*** Data records ***

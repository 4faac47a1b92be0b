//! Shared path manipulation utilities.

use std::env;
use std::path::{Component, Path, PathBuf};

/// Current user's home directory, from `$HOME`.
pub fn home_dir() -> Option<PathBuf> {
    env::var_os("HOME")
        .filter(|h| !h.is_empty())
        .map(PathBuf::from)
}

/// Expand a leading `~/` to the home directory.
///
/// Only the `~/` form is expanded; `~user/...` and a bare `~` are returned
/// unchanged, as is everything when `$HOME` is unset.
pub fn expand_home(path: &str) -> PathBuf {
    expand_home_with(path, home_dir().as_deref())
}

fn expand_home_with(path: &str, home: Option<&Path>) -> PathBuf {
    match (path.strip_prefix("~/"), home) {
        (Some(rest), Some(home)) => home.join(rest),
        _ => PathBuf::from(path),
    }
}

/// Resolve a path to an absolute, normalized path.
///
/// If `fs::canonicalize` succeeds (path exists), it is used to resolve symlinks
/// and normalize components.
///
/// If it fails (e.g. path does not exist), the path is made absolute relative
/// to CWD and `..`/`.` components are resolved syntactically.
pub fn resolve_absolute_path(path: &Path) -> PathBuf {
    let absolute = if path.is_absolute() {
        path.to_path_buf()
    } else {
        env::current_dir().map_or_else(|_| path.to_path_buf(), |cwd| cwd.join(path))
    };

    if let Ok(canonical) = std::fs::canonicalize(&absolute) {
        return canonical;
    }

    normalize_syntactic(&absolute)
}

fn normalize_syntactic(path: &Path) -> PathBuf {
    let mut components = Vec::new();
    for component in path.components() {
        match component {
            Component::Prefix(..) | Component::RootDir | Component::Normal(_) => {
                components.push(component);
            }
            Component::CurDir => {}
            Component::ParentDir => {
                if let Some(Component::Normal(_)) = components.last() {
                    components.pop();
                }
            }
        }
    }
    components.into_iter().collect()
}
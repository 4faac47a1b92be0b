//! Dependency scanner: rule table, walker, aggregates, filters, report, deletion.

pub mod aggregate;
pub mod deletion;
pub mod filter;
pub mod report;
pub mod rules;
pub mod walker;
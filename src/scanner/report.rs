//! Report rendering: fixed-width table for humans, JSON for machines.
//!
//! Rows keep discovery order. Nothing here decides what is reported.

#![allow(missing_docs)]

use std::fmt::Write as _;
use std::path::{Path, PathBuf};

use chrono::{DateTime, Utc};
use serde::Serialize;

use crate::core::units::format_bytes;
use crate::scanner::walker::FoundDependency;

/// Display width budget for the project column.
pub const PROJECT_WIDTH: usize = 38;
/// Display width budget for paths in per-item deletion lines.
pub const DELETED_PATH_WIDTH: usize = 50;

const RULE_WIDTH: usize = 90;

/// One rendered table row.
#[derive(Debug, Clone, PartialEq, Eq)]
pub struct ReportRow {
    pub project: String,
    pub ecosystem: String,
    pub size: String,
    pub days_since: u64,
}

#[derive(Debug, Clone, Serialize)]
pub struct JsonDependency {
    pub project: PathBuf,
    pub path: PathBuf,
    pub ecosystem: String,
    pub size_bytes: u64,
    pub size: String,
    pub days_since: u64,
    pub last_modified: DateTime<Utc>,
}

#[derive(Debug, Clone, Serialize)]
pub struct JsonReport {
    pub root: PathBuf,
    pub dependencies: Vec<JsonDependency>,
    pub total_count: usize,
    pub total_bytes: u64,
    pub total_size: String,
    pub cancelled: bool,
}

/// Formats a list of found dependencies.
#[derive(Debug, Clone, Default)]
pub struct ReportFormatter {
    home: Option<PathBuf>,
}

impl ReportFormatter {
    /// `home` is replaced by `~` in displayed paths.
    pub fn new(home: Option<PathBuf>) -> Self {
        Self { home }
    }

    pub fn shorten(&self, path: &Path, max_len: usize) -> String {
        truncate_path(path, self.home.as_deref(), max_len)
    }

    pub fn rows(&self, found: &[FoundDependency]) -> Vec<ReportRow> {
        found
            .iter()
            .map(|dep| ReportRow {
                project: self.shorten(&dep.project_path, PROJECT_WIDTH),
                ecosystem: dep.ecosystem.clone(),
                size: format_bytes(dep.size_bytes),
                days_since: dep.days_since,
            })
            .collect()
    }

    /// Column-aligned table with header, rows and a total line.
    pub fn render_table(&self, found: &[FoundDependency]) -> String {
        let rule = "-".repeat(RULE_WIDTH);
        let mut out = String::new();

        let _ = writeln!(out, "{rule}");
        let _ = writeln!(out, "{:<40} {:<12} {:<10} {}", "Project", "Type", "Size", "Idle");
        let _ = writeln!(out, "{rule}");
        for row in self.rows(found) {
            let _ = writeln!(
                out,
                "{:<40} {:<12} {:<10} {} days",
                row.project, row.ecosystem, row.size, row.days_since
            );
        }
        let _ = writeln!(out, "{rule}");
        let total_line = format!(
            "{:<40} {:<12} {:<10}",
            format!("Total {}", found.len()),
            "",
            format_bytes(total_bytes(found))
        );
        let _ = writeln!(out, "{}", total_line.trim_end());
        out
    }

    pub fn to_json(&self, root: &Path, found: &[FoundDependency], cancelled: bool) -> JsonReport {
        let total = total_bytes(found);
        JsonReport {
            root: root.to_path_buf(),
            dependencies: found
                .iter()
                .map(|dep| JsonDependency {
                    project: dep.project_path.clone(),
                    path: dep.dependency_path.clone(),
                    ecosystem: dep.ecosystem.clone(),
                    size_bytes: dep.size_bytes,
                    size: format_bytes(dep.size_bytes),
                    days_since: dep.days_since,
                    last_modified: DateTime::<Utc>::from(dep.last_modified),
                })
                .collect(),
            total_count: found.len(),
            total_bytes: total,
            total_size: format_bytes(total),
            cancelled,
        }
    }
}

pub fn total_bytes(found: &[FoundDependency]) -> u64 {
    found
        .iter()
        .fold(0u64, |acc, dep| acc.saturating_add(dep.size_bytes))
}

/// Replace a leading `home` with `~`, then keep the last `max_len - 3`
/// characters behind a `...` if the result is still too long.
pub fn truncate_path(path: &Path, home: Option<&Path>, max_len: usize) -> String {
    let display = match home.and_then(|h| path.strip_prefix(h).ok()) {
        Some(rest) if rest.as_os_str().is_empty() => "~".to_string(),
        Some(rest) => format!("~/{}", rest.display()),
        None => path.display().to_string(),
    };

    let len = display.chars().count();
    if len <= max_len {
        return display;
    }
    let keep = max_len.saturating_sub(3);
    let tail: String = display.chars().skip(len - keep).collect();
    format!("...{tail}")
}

*** End of Data records ***

When copying the data above, please keep exactly the lines from its first line through the line with "form is expanded;", both ends included, and drop the rest.

• Answer to this task
repository 4faac47a1b92be0b
//! Shared path manipulation utilities.

use std::env;
use std::path::{Component, Path, PathBuf};

/// Current user's home directory, from `$HOME`.
pub fn home_dir() -> Option<PathBuf> {
    env::var_os("HOME")
        .filter(|h| !h.is_empty())
        .map(PathBuf::from)
}

/// Expand a leading `~/` to the home directory.
///
/// Only the `~/` form is expanded; `~user/...` and a bare `~` are returned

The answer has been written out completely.